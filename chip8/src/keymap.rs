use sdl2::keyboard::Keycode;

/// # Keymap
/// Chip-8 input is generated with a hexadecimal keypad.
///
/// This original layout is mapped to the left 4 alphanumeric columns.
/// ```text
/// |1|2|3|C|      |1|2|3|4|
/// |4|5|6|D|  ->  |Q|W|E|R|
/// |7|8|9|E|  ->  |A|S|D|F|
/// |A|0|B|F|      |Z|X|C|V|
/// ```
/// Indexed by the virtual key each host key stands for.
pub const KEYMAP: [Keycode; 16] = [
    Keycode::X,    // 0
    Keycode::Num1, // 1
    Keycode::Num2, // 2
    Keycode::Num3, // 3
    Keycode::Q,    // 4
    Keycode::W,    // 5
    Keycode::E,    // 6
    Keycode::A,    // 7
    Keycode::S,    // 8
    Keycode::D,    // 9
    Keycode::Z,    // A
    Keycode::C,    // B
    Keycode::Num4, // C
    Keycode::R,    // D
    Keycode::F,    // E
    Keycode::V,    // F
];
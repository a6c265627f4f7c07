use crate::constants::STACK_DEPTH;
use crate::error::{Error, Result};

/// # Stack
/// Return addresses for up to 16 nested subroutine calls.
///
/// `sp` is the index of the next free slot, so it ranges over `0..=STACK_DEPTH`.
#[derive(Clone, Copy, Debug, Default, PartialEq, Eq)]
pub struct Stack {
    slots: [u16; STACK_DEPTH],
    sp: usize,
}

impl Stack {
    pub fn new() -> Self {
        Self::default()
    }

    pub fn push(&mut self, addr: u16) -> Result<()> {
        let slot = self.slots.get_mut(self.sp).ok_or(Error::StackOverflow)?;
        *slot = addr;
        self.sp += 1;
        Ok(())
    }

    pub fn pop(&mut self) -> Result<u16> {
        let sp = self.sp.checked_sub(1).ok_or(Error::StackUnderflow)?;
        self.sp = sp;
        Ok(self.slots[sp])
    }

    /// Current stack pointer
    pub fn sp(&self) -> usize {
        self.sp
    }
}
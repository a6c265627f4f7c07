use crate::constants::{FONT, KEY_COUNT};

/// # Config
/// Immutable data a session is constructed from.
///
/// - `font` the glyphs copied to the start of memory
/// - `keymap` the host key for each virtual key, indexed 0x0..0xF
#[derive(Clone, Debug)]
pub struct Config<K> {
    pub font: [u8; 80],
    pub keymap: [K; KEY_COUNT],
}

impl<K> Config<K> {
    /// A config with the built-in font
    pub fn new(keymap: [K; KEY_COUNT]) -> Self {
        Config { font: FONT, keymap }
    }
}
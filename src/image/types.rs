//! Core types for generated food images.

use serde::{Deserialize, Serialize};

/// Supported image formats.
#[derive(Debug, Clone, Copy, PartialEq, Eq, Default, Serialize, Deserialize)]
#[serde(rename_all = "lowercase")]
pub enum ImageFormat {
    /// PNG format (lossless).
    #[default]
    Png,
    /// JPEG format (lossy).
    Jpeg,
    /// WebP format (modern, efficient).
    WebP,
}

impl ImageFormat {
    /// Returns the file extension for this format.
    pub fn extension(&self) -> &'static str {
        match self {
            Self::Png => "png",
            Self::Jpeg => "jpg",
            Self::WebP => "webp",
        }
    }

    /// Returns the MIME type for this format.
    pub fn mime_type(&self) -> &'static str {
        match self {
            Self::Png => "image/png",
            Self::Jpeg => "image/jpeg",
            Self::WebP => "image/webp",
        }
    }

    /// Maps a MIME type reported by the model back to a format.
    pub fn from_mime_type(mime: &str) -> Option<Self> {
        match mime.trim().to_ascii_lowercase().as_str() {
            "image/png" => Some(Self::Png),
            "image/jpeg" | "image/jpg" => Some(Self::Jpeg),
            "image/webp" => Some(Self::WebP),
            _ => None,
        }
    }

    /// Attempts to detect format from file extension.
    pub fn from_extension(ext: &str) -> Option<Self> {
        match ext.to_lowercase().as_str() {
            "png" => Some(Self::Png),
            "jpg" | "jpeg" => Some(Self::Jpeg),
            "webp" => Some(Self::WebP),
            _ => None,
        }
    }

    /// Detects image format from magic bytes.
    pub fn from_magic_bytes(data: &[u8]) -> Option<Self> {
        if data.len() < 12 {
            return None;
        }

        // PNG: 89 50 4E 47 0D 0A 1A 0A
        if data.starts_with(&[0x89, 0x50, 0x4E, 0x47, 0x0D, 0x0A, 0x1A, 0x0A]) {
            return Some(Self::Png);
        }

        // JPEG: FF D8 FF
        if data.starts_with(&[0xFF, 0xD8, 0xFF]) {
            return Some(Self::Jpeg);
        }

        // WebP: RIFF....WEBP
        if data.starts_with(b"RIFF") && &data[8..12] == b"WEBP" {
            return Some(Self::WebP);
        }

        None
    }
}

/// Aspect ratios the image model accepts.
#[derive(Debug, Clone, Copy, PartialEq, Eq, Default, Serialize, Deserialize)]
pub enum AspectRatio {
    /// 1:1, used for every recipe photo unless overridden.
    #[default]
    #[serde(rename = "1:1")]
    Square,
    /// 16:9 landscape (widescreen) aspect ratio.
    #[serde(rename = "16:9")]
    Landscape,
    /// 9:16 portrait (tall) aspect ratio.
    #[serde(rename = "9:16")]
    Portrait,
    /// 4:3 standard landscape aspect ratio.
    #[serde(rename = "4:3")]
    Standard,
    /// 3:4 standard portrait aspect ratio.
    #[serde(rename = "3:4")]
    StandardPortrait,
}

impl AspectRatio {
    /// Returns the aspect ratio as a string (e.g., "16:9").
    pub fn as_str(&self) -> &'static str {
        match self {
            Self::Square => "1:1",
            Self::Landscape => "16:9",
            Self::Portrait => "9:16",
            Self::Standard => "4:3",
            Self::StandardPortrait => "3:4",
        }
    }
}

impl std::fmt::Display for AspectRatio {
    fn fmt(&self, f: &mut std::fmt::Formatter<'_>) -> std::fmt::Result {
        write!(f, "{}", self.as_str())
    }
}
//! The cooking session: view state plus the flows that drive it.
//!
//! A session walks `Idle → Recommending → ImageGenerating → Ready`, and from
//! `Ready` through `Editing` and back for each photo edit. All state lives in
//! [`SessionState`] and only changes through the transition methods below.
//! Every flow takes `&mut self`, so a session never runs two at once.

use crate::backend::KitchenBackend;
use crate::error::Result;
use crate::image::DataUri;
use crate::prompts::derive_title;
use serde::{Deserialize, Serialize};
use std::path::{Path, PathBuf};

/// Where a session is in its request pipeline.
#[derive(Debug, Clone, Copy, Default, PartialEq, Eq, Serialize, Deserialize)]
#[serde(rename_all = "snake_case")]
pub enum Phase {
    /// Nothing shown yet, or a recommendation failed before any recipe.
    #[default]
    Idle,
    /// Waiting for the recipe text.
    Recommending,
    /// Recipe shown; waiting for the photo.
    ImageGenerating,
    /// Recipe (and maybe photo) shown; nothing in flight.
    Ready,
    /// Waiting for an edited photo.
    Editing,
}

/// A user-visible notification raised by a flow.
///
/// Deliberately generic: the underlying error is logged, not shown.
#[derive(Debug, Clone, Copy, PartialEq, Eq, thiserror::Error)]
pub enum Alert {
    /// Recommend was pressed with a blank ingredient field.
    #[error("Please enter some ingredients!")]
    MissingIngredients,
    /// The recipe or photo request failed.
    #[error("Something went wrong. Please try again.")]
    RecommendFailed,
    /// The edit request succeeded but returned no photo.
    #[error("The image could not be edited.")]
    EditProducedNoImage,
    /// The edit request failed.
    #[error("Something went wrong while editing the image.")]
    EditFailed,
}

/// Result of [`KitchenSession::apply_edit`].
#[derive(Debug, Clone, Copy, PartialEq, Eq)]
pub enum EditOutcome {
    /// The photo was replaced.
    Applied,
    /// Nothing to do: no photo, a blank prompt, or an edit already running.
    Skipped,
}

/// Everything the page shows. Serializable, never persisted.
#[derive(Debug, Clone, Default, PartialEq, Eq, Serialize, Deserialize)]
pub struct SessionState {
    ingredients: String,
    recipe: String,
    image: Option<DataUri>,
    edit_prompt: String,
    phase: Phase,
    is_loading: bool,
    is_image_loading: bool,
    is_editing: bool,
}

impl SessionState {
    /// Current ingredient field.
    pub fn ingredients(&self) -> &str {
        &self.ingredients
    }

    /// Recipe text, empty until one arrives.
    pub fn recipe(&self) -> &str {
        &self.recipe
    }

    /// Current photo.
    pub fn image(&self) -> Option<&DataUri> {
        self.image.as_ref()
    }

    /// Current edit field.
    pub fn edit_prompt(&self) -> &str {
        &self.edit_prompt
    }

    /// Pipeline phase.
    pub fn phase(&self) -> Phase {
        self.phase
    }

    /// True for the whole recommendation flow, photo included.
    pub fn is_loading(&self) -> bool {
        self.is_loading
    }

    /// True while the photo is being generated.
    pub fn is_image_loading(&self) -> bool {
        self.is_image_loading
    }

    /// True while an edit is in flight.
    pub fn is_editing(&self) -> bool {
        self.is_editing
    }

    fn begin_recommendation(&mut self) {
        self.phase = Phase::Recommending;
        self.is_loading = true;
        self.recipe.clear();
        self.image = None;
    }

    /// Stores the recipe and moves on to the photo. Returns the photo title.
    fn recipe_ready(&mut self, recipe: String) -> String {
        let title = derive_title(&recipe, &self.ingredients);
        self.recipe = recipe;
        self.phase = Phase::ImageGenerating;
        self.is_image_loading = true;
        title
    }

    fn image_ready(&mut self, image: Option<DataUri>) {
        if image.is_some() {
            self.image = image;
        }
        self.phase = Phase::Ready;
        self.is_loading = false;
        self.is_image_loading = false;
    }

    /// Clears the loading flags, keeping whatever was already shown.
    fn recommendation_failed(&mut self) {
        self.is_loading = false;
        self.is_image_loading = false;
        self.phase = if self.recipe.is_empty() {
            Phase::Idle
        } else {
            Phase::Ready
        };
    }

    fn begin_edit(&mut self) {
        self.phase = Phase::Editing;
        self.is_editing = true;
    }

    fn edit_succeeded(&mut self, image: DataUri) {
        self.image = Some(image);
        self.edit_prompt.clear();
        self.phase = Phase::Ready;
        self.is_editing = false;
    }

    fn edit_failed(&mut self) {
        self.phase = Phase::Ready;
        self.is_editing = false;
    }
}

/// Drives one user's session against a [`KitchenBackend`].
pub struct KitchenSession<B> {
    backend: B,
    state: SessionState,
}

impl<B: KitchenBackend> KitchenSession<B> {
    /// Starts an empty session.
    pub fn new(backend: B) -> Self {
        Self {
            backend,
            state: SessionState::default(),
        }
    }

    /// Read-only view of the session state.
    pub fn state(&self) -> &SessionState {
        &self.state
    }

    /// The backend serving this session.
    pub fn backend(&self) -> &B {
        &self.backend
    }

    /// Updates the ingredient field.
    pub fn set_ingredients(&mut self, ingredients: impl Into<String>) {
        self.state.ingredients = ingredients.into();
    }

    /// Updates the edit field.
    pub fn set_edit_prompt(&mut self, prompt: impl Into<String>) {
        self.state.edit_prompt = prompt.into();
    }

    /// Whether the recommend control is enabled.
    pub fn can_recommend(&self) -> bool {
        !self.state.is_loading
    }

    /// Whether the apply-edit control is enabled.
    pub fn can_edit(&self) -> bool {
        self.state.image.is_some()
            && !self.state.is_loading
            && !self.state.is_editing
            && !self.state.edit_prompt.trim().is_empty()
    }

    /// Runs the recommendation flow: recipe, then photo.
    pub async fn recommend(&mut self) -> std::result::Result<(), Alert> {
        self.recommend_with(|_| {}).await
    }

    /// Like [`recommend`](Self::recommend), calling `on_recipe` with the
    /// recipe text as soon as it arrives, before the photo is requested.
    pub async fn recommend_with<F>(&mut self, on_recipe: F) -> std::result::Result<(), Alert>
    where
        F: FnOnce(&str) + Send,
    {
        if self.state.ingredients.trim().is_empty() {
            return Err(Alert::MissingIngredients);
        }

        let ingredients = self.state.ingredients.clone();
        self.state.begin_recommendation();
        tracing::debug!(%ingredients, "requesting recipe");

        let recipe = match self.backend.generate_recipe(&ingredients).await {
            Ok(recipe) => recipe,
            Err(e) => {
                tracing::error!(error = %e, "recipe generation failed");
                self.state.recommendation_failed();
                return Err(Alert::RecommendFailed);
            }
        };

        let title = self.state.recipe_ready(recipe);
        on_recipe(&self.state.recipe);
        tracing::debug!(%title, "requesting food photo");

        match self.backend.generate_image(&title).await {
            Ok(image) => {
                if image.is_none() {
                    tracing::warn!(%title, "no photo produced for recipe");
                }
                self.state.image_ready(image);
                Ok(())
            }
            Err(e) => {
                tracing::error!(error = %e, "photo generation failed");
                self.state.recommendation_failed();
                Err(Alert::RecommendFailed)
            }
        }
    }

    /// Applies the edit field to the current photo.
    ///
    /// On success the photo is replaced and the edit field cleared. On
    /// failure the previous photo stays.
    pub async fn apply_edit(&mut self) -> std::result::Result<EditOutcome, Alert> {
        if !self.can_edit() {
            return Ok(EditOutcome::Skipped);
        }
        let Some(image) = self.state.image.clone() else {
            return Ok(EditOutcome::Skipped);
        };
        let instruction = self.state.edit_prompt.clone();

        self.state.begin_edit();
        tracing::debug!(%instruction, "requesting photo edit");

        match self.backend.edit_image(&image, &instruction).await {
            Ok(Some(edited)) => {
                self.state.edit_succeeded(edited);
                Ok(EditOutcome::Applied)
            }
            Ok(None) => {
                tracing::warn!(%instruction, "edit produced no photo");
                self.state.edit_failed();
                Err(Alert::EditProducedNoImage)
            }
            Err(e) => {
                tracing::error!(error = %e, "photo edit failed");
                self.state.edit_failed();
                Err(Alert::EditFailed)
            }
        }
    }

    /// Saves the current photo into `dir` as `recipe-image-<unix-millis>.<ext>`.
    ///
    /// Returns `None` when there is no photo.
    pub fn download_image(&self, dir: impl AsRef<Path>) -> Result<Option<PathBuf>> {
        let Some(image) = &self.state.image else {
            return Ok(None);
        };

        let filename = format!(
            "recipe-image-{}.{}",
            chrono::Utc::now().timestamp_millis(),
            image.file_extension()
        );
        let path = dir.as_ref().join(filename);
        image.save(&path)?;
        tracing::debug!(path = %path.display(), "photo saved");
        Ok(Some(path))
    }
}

Assigned task
Gather each line of the listing that holds the string "control".

Reply
    /// Whether the recommend control is enabled.
    /// Whether the apply-edit control is enabled.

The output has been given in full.